** Opening Data records block **

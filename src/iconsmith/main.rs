mod cli;

#[tokio::main]
async fn main() {
    match cli::run().await {
        Ok(true) => {}
        Ok(false) => std::process::exit(1),
        Err(e) => {
            cli::print_error(&e);
            std::process::exit(1);
        }
    }
}
fn check_color_count(image: &RgbaImage, mode: BackgroundMode, result: &mut ValidationResult) {
    let mut histogram: HashMap<[u8; 3], u64> = HashMap::new();
    let mut total: u64 = 0;

    for pixel in image.pixels() {
        if is_background(*pixel, mode) || pixel.0[3] < SILHOUETTE_ALPHA_MIN {
            continue;
        }
        let [r, g, b, _] = pixel.0;
        let key = [r >> QUANT_SHIFT, g >> QUANT_SHIFT, b >> QUANT_SHIFT];
        *histogram.entry(key).or_default() += 1;
        total += 1;
    }

    if total == 0 {
        result.violations.push(Violation::EmptySilhouette);
        return;
    }

    let buckets = cluster(histogram);
    let bucket_count = buckets.len();
    let (significant, minor): (Vec<_>, Vec<_>) = buckets
        .into_iter()
        .partition(|b| b.pixels * 100 >= total * MIN_BUCKET_SHARE_PERCENT);

    let dominant = match significant.as_slice() {
        [only] => only.seed,
        [] => {
            result.violations.push(Violation::MultiColor {
                count: bucket_count,
            });
            return;
        }
        _ => {
            result.violations.push(Violation::MultiColor {
                count: significant.len(),
            });
            return;
        }
    };

    let (blends, details): (Vec<_>, Vec<_>) = minor
        .into_iter()
        .partition(|b| on_blend_line(b.seed, dominant));
    let blended: u64 = blends.iter().map(|b| b.pixels).sum();

    if !details.is_empty() {
        result.violations.push(Violation::MultiColor {
            count: 1 + details.len(),
        });
    } else if blended * 100 > total * MAX_BLEND_SHARE_PERCENT {
        result.violations.push(Violation::MultiColor {
            count: bucket_count,
        });
    } else if !blends.is_empty() {
        result.warnings.push(format!(
            "{} edge blend cluster(s) ignored ({blended} px, anti-aliasing)",
            blends.len()
        ));
    }
}

/// Whether `color` is `dominant` faded toward a black background. Edge
/// anti-aliasing produces exactly these mixes; transparent layers fade
/// through alpha and keep their RGB, which clusters with `dominant` anyway.
fn on_blend_line(color: [u8; 3], dominant: [u8; 3]) -> bool {
    let c = dequantize(color);
    let d = dequantize(dominant);
    let norm: f32 = d.iter().map(|v| v * v).sum();
    if norm == 0.0 {
        return false;
    }
    let t = (c.iter().zip(&d).map(|(a, b)| a * b).sum::<f32>() / norm).clamp(0.0, 1.0);
    c.iter()
        .zip(&d)
        .all(|(a, b)| (a - t * b).abs() <= f32::from(COLOR_TOLERANCE))
}

fn dequantize(key: [u8; 3]) -> [f32; 3] {
    key.map(|v| f32::from(v) * f32::from(1u8 << QUANT_SHIFT))
}

fn cluster(histogram: HashMap<[u8; 3], u64>) -> Vec<Bucket> {
    let mut colors: Vec<([u8; 3], u64)> = histogram.into_iter().collect();
    // Frequency first, then color value, so the result never depends on hash order
    colors.sort_by(|a, b| b.1.cmp(&a.1).then(a.0.cmp(&b.0)));

    let tolerance = COLOR_TOLERANCE >> QUANT_SHIFT;
    let mut buckets: Vec<Bucket> = Vec::new();
    for (color, count) in colors {
        match buckets
            .iter_mut()
            .find(|b| within(b.seed, color, tolerance))
        {
            Some(bucket) => bucket.pixels += count,
            None => buckets.push(Bucket {
                seed: color,
                pixels: count,
            }),
        }
    }
    buckets
}

fn within(a: [u8; 3], b: [u8; 3], tolerance: u8) -> bool {
    a.iter().zip(b.iter()).all(|(x, y)| x.abs_diff(*y) <= tolerance)
}

#[cfg(test)]
mod tests {
    use super::*;
    use crate::test_utils::fixtures::{IconFixture, BLACK, CLEAR};

    const ORANGE: Rgba<u8> = Rgba([240, 120, 20, 255]);
    const TEAL: Rgba<u8> = Rgba([20, 160, 160, 255]);

    #[test]
    fn accepts_single_color_on_black() {
        let img = IconFixture::new().disk(ORANGE).build();
        let result = check(&img, BackgroundMode::Black);
        assert!(result.passed(), "{:?}", result.violations);
    }

    #[test]
    fn accepts_single_color_on_transparent() {
        let img = IconFixture::new().background(CLEAR).disk(ORANGE).build();
        let result = check(&img, BackgroundMode::Transparent);
        assert!(result.passed(), "{:?}", result.violations);
    }

    #[test]
    fn black_background_fails_transparent_mode() {
        let img = IconFixture::new().disk(ORANGE).build();
        let result = check(&img, BackgroundMode::Transparent);
        assert_eq!(
            result
                .violations
                .iter()
                .filter(|v| v.code() == "background")
                .count(),
            4
        );
    }

    #[test]
    fn rejects_wrong_dimensions() {
        let img = IconFixture::new().size(512).disk(ORANGE).build();
        let result = check(&img, BackgroundMode::Black);
        assert_eq!(
            result.violations,
            vec![Violation::Dimensions {
                width: 512,
                height: 512
            }]
        );
    }

    #[test]
    fn rejects_lit_corner() {
        let img = IconFixture::new()
            .disk(ORANGE)
            .corner(Corner::BottomRight, Rgba([200, 200, 200, 255]))
            .build();
        let result = check(&img, BackgroundMode::Black);
        assert!(!result.passed());
        assert!(matches!(
            result.violations[0],
            Violation::Background {
                corner: Corner::BottomRight,
                ..
            }
        ));
    }

    #[test]
    fn tolerates_near_black_corners() {
        let img = IconFixture::new()
            .background(Rgba([10, 12, 9, 255]))
            .disk(ORANGE)
            .build();
        assert!(check(&img, BackgroundMode::Black).passed());
    }

    #[test]
    fn rejects_two_silhouette_colors() {
        let img = IconFixture::new().split_disk(ORANGE, TEAL).build();
        let result = check(&img, BackgroundMode::Black);
        assert_eq!(result.violations, vec![Violation::MultiColor { count: 2 }]);
    }

    #[test]
    fn groups_near_identical_colors() {
        let img = IconFixture::new()
            .split_disk(ORANGE, Rgba([236, 126, 24, 255]))
            .build();
        assert!(check(&img, BackgroundMode::Black).passed());
    }

    #[test]
    fn anti_aliasing_is_a_warning_not_a_color() {
        let img = IconFixture::new().disk(ORANGE).soft_edge().build();
        let result = check(&img, BackgroundMode::Black);
        assert!(result.passed(), "{:?}", result.violations);
        assert_eq!(result.warnings.len(), 1);
    }

    /// Black canvas with a 624px square in the middle painted by `paint`.
    fn square(paint: impl Fn(u32, u32) -> Rgba<u8>) -> RgbaImage {
        RgbaImage::from_fn(CANVAS_SIZE, CANVAS_SIZE, |x, y| {
            if (200..824).contains(&x) && (200..824).contains(&y) {
                paint(x, y)
            } else {
                BLACK
            }
        })
    }

    fn fade(color: Rgba<u8>, t: f32) -> Rgba<u8> {
        let [r, g, b, a] = color.0;
        let f = |v: u8| (f32::from(v) * t) as u8;
        Rgba([f(r), f(g), f(b), a])
    }

    #[test]
    fn palette_of_small_clusters_is_multi_color() {
        // 512 colors spaced 30 apart per channel, none above the bucket share
        let img = square(|x, y| {
            let i = (x + y * 7) % 512;
            let level = |n: u32| (30 + (n % 8) * 30) as u8;
            Rgba([level(i), level(i / 8), level(i / 64), 255])
        });
        let result = check(&img, BackgroundMode::Black);
        assert!(!result.passed());
        assert!(matches!(
            result.violations[..],
            [Violation::MultiColor { count }] if count > 1
        ));
    }

    #[test]
    fn small_detail_in_a_second_color_is_rejected() {
        // 57x57 teal patch, under 1% of the silhouette
        let img = square(|x, y| {
            if (400..457).contains(&x) && (400..457).contains(&y) {
                TEAL
            } else {
                ORANGE
            }
        });
        let result = check(&img, BackgroundMode::Black);
        assert_eq!(result.violations, vec![Violation::MultiColor { count: 2 }]);
    }

    #[test]
    fn faded_bands_beyond_the_blend_allowance_are_rejected() {
        // Six 6-row bands of orange faded toward black: each under 1%, together
        // over the blend allowance
        let fades = [0.1, 0.25, 0.4, 0.55, 0.7, 0.85];
        let img = square(|_, y| {
            let band = ((y - 200) / 6) as usize;
            fades.get(band).map_or(ORANGE, |&t| fade(ORANGE, t))
        });
        let result = check(&img, BackgroundMode::Black);
        assert!(matches!(
            result.violations[..],
            [Violation::MultiColor { .. }]
        ));
    }

    #[test]
    fn a_few_faded_bands_pass_as_edge_blending() {
        let fades = [0.25, 0.55];
        let img = square(|_, y| {
            let band = ((y - 200) / 6) as usize;
            fades.get(band).map_or(ORANGE, |&t| fade(ORANGE, t))
        });
        let result = check(&img, BackgroundMode::Black);
        assert!(result.passed(), "{:?}", result.violations);
        assert_eq!(result.warnings.len(), 1);
    }

    #[test]
    fn blank_canvas_has_no_silhouette() {
        let img = IconFixture::new().build();
        let result = check(&img, BackgroundMode::Black);
        assert_eq!(result.violations, vec![Violation::EmptySilhouette]);
    }

    #[test]
    fn violations_are_ordered_by_check() {
        let img = IconFixture::new()
            .split_disk(ORANGE, TEAL)
            .corner(Corner::TopLeft, Rgba([255, 255, 255, 255]))
            .build();
        let codes: Vec<_> = check(&img, BackgroundMode::Black)
            .violations
            .iter()
            .map(Violation::code)
            .collect();
        assert_eq!(codes, vec!["background", "multi-color"]);
    }

    #[test]
    fn check_is_deterministic() {
        let img = IconFixture::new().split_disk(ORANGE, TEAL).soft_edge().build();
        let first = check(&img, BackgroundMode::Black);
        for _ in 0..3 {
            assert_eq!(check(&img, BackgroundMode::Black), first);
        }
    }

    #[test]
    fn decode_rejects_garbage() {
        let err = decode(b"definitely not a png").unwrap_err();
        assert!(matches!(err, IconError::Decode(_)));
    }

    #[test]
    fn decode_reads_png_bytes() {
        let bytes = IconFixture::new().disk(ORANGE).png();
        let img = decode(&bytes).unwrap();
        assert_eq!(img.dimensions(), (CANVAS_SIZE, CANVAS_SIZE));
        assert_eq!(*img.get_pixel(0, 0), BLACK);
    }
}
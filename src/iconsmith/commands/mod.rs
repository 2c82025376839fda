use crate::checker::Violation;
use crate::error::{FailureKind, IconError};
use crate::model::{Artifact, BackgroundMode};
use crate::provider::DEFAULT_QUALITY;
use std::path::PathBuf;

pub mod edit;
pub mod generate;
pub mod list;
pub mod pipeline;
pub mod set_key;

/// Knobs shared by every provider request in one invocation.
#[derive(Debug, Clone, PartialEq, Eq)]
pub struct RenderSettings {
    pub quality: String,
    pub background: BackgroundMode,
}

impl Default for RenderSettings {
    fn default() -> Self {
        Self {
            quality: DEFAULT_QUALITY.to_string(),
            background: BackgroundMode::default(),
        }
    }
}

#[derive(Debug, Clone, PartialEq, Eq)]
pub enum MessageLevel {
    Info,
    Success,
    Warning,
    Error,
}

#[derive(Debug, Clone)]
pub struct CmdMessage {
    pub level: MessageLevel,
    pub content: String,
}

impl CmdMessage {
    pub fn info(content: impl Into<String>) -> Self {
        Self {
            level: MessageLevel::Info,
            content: content.into(),
        }
    }

    pub fn success(content: impl Into<String>) -> Self {
        Self {
            level: MessageLevel::Success,
            content: content.into(),
        }
    }

    pub fn warning(content: impl Into<String>) -> Self {
        Self {
            level: MessageLevel::Warning,
            content: content.into(),
        }
    }

    pub fn error(content: impl Into<String>) -> Self {
        Self {
            level: MessageLevel::Error,
            content: content.into(),
        }
    }
}

/// Terminal state of one variant.
#[derive(Debug, Clone, PartialEq, Eq)]
pub enum VariantStatus {
    Accepted(Artifact),
    Failed {
        kind: FailureKind,
        message: String,
        /// Reasons from the last attempt, for `validation-failed` only.
        violations: Vec<Violation>,
    },
}

#[derive(Debug, Clone, PartialEq, Eq)]
pub struct VariantOutcome {
    pub variant_index: u32,
    pub retried: bool,
    pub status: VariantStatus,
}

impl VariantOutcome {
    pub fn accepted(variant_index: u32, retried: bool, artifact: Artifact) -> Self {
        Self {
            variant_index,
            retried,
            status: VariantStatus::Accepted(artifact),
        }
    }

    pub fn failed(variant_index: u32, retried: bool, error: &IconError) -> Self {
        Self {
            variant_index,
            retried,
            status: VariantStatus::Failed {
                kind: error.kind(),
                message: error.to_string(),
                violations: error.violations().to_vec(),
            },
        }
    }

    pub fn artifact(&self) -> Option<&Artifact> {
        match &self.status {
            VariantStatus::Accepted(artifact) => Some(artifact),
            VariantStatus::Failed { .. } => None,
        }
    }

    pub fn failure_kind(&self) -> Option<FailureKind> {
        match &self.status {
            VariantStatus::Accepted(_) => None,
            VariantStatus::Failed { kind, .. } => Some(*kind),
        }
    }

    pub fn is_accepted(&self) -> bool {
        self.artifact().is_some()
    }
}

#[derive(Debug, Default)]
pub struct CmdResult {
    pub outcomes: Vec<VariantOutcome>,
    pub listed_artifacts: Vec<Artifact>,
    pub config_path: Option<PathBuf>,
    pub messages: Vec<CmdMessage>,
}

impl CmdResult {
    pub fn add_message(&mut self, message: CmdMessage) {
        self.messages.push(message);
    }

    pub fn with_outcomes(mut self, outcomes: Vec<VariantOutcome>) -> Self {
        self.outcomes = outcomes;
        self
    }

    pub fn with_listed_artifacts(mut self, artifacts: Vec<Artifact>) -> Self {
        self.listed_artifacts = artifacts;
        self
    }

    pub fn with_config_path(mut self, path: PathBuf) -> Self {
        self.config_path = Some(path);
        self
    }

    /// Accepted artifacts, in variant order.
    pub fn accepted(&self) -> Vec<&Artifact> {
        self.outcomes.iter().filter_map(|o| o.artifact()).collect()
    }

    /// True when any requested variant ended in a terminal failure.
    pub fn any_failed(&self) -> bool {
        self.outcomes.iter().any(|o| !o.is_accepted())
    }
}
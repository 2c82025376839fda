use super::{ImageProvider, ProviderRequest};
use crate::error::ProviderError;
use async_trait::async_trait;
use base64::Engine;
use base64::engine::general_purpose::STANDARD;
use reqwest::Client;
use secrecy::{ExposeSecret, SecretString};
use serde::{Deserialize, Serialize};

/// Default `OpenAI` API base URL
pub const DEFAULT_BASE_URL: &str = "https://api.openai.com/v1";

/// `OpenAI` Images API client (generations and edits)
pub struct OpenAiImageProvider {
    client: Client,
    api_key: SecretString,
    base_url: String,
}

impl OpenAiImageProvider {
    pub fn new(api_key: SecretString, base_url: Option<String>) -> Self {
        let base_url = base_url.unwrap_or_else(|| DEFAULT_BASE_URL.to_string());
        Self {
            client: Client::new(),
            api_key,
            base_url: base_url.trim_end_matches('/').to_string(),
        }
    }

    fn bearer(&self) -> String {
        format!("Bearer {}", self.api_key.expose_secret())
    }

    async fn send_generation(
        &self,
        request: &ProviderRequest,
    ) -> Result<reqwest::Response, reqwest::Error> {
        let url = format!("{}/images/generations", self.base_url);
        let wire = GenerationWire {
            prompt: &request.prompt,
            model: &request.model,
            n: 1,
            size: &request.size,
            quality: &request.quality,
            // gpt-image models always answer inline; dall-e needs asking
            response_format: request
                .model
                .starts_with("dall-e")
                .then_some("b64_json"),
        };
        self.client
            .post(&url)
            .header("Authorization", self.bearer())
            .json(&wire)
            .send()
            .await
    }

    async fn send_edit(
        &self,
        request: &ProviderRequest,
        source: &super::SourceImage,
    ) -> Result<reqwest::Response, ProviderError> {
        let url = format!("{}/images/edits", self.base_url);
        let image = reqwest::multipart::Part::bytes(source.bytes.clone())
            .file_name(source.file_name())
            .mime_str("image/png")
            .map_err(|e| ProviderError::Connection(format!("Invalid image part: {e}")))?;
        let form = reqwest::multipart::Form::new()
            .part("image", image)
            .text("prompt", request.prompt.clone())
            .text("model", request.model.clone())
            .text("n", "1")
            .text("size", request.size.clone())
            .text("quality", request.quality.clone());

        self.client
            .post(&url)
            .header("Authorization", self.bearer())
            .multipart(form)
            .send()
            .await
            .map_err(connection_error)
    }
}

#[derive(Serialize)]
struct GenerationWire<'a> {
    prompt: &'a str,
    model: &'a str,
    n: u32,
    size: &'a str,
    quality: &'a str,
    #[serde(skip_serializing_if = "Option::is_none")]
    response_format: Option<&'a str>,
}

#[derive(Deserialize)]
struct ImagesResponse {
    #[serde(default)]
    data: Vec<ImageDatum>,
}

#[derive(Deserialize)]
struct ImageDatum {
    b64_json: Option<String>,
    url: Option<String>,
}

#[derive(Deserialize)]
struct ErrorEnvelope {
    error: ErrorBody,
}

#[derive(Deserialize)]
struct ErrorBody {
    message: String,
}

fn connection_error(e: reqwest::Error) -> ProviderError {
    tracing::error!(error = %e, "image request failed");
    ProviderError::Connection(format!("Failed to reach OpenAI images API: {e}"))
}

/// Map a non-success status and body to a provider error, keeping the
/// upstream message when the body is an `OpenAI` error envelope.
fn status_error(status: u16, body: &str) -> ProviderError {
    let message = serde_json::from_str::<ErrorEnvelope>(body)
        .map(|e| e.error.message)
        .unwrap_or_else(|_| body.to_string());
    match status {
        401 | 403 => ProviderError::Authentication(message),
        429 => ProviderError::RateLimited(message),
        _ => ProviderError::Service { status, message },
    }
}

fn extract_image(body: &str) -> Result<Vec<u8>, ProviderError> {
    let parsed: ImagesResponse = serde_json::from_str(body)
        .map_err(|e| ProviderError::InvalidResponse(format!("unreadable response body: {e}")))?;
    let datum = parsed
        .data
        .into_iter()
        .next()
        .ok_or_else(|| ProviderError::InvalidResponse("response contained no images".into()))?;
    match (datum.b64_json, datum.url) {
        (Some(b64), _) => STANDARD
            .decode(b64.trim())
            .map_err(|e| ProviderError::InvalidResponse(format!("bad base64 payload: {e}"))),
        (None, Some(_)) => Err(ProviderError::InvalidResponse(
            "provider returned a URL instead of inline image data".into(),
        )),
        (None, None) => Err(ProviderError::InvalidResponse(
            "image entry had no data".into(),
        )),
    }
}

#[async_trait]
impl ImageProvider for OpenAiImageProvider {
    async fn render(&self, request: &ProviderRequest) -> Result<Vec<u8>, ProviderError> {
        tracing::debug!(
            model = %request.model,
            edit = request.source_image.is_some(),
            "sending image request"
        );

        let response = match &request.source_image {
            Some(source) => self.send_edit(request, source).await?,
            None => self
                .send_generation(request)
                .await
                .map_err(connection_error)?,
        };

        let status = response.status();
        let body = response
            .text()
            .await
            .map_err(|e| ProviderError::InvalidResponse(format!("failed to read body: {e}")))?;

        if !status.is_success() {
            tracing::error!(status = %status, "OpenAI images API error");
            return Err(status_error(status.as_u16(), &body));
        }

        let bytes = extract_image(&body)?;
        tracing::debug!(bytes = bytes.len(), "image request complete");
        Ok(bytes)
    }

    fn name(&self) -> &str {
        "openai"
    }
}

** Closing Data records block **

*Problem to work on*.
Take the lines from the start of the records through the line holding "black background. Edge", both included, and please print them exactly, with nothing else.

*Worked solution*.
filename src/iconsmith/main.rs
mod cli;

#[tokio::main]
async fn main() {
    match cli::run().await {
        Ok(true) => {}
        Ok(false) => std::process::exit(1),
        Err(e) => {
            cli::print_error(&e);
            std::process::exit(1);
        }
    }
}
fn check_color_count(image: &RgbaImage, mode: BackgroundMode, result: &mut ValidationResult) {
    let mut histogram: HashMap<[u8; 3], u64> = HashMap::new();
    let mut total: u64 = 0;

    for pixel in image.pixels() {
        if is_background(*pixel, mode) || pixel.0[3] < SILHOUETTE_ALPHA_MIN {
            continue;
        }
        let [r, g, b, _] = pixel.0;
        let key = [r >> QUANT_SHIFT, g >> QUANT_SHIFT, b >> QUANT_SHIFT];
        *histogram.entry(key).or_default() += 1;
        total += 1;
    }

    if total == 0 {
        result.violations.push(Violation::EmptySilhouette);
        return;
    }

    let buckets = cluster(histogram);
    let bucket_count = buckets.len();
    let (significant, minor): (Vec<_>, Vec<_>) = buckets
        .into_iter()
        .partition(|b| b.pixels * 100 >= total * MIN_BUCKET_SHARE_PERCENT);

    let dominant = match significant.as_slice() {
        [only] => only.seed,
        [] => {
            result.violations.push(Violation::MultiColor {
                count: bucket_count,
            });
            return;
        }
        _ => {
            result.violations.push(Violation::MultiColor {
                count: significant.len(),
            });
            return;
        }
    };

    let (blends, details): (Vec<_>, Vec<_>) = minor
        .into_iter()
        .partition(|b| on_blend_line(b.seed, dominant));
    let blended: u64 = blends.iter().map(|b| b.pixels).sum();

    if !details.is_empty() {
        result.violations.push(Violation::MultiColor {
            count: 1 + details.len(),
        });
    } else if blended * 100 > total * MAX_BLEND_SHARE_PERCENT {
        result.violations.push(Violation::MultiColor {
            count: bucket_count,
        });
    } else if !blends.is_empty() {
        result.warnings.push(format!(
            "{} edge blend cluster(s) ignored ({blended} px, anti-aliasing)",
            blends.len()
        ));
    }
}

/// Whether `color` is `dominant` faded toward a black background. Edge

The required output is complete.